#### What is expected
Every line in the data below that holds "addresses" should be found and copied.

------------------------------------------------------------

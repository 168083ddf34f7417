//! Mimir role assignment: maps claimed worker roles onto units and surfaces conflicts.

#![forbid(unsafe_code)]

use std::collections::{BTreeMap, BTreeSet};

use mimir_core::role::expand_claim;
use mimir_core::{
    AssignedUnit, Assignment, Coherence, Conflicts, Diagnostic, UnitId, WorkerRole, WorkerUnit, MINIMAL_DEPLOYMENT,
};
use tracing::{debug, warn};

#[derive(Debug, Clone, Default, PartialEq, Eq)]
pub struct Resolution {
    pub assignment: Assignment,
    pub conflicts: Conflicts,
    pub diagnostics: Vec<Diagnostic>,
}

/// Resolve claimed roles into an assignment. Roles claimed by more than one unit are
/// excluded and reported; the remaining roles are still assigned.
pub fn resolve(units: &[WorkerUnit]) -> Resolution {
    let mut sorted: Vec<&WorkerUnit> = units.iter().collect();
    sorted.sort_by(|a, b| a.unit_id.cmp(&b.unit_id));

    let mut diagnostics = Vec::new();
    let mut claims: BTreeMap<WorkerRole, BTreeSet<UnitId>> = BTreeMap::new();
    let mut addresses: BTreeMap<&str, &str> = BTreeMap::new();

    for unit in sorted {
        let mut valid = 0usize;
        for name in &unit.claimed_roles {
            match expand_claim(name) {
                Ok(roles) => {
                    for role in roles {
                        claims.entry(role).or_default().insert(unit.unit_id.clone());
                        valid += 1;
                    }
                }
                Err(_) => {
                    warn!(unit = %unit.unit_id, role = %name, "unknown role claimed");
                    diagnostics.push(Diagnostic::UnknownRole { unit: unit.unit_id.clone(), role: name.clone() });
                }
            }
        }
        if valid == 0 {
            debug!(unit = %unit.unit_id, "unit has no valid roles");
            diagnostics.push(Diagnostic::UnitWithoutRoles { unit: unit.unit_id.clone() });
            continue;
        }
        addresses.insert(unit.unit_id.as_str(), unit.address.as_str());
    }

    let mut assignment = Assignment::default();
    let mut conflicts = Conflicts::new();
    for (role, holders) in claims {
        if role.is_exclusive() && holders.len() > 1 {
            diagnostics.push(Diagnostic::RoleConflict { role, units: holders.iter().cloned().collect() });
            conflicts.insert(role, holders);
            continue;
        }
        for unit in holders {
            let address = addresses.get(unit.as_str()).copied().unwrap_or_default().to_string();
            assignment.units.entry(unit.clone()).or_insert_with(|| AssignedUnit { address, roles: BTreeSet::new() }).roles.insert(role);
            assignment.by_role.insert(role, unit);
        }
    }

    metrics::gauge!("roles_assigned", assignment.by_role.len() as f64);
    metrics::gauge!("roles_conflicting", conflicts.len() as f64);
    Resolution { assignment, conflicts, diagnostics }
}

/// Whether the assignment covers the minimal Mimir deployment.
pub fn coherence(assignment: &Assignment) -> Coherence {
    let missing: Vec<WorkerRole> = MINIMAL_DEPLOYMENT.iter().copied().filter(|r| !assignment.has(*r)).collect();
    if missing.is_empty() { Coherence::Complete } else { Coherence::Incomplete { missing } }
}

/// Warning-level diagnostic for an incomplete deployment, if any.
pub fn coherence_diagnostic(c: &Coherence) -> Option<Diagnostic> {
    match c {
        Coherence::Complete => None,
        Coherence::Incomplete { missing } => Some(Diagnostic::IncompleteDeployment { missing: missing.clone() }),
    }
}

------------------------------------------------------------

#### Answer to this task
    let mut addresses: BTreeMap<&str, &str> = BTreeMap::new();
        addresses.insert(unit.unit_id.as_str(), unit.address.as_str());
            let address = addresses.get(unit.as_str()).copied().unwrap_or_default().to_string();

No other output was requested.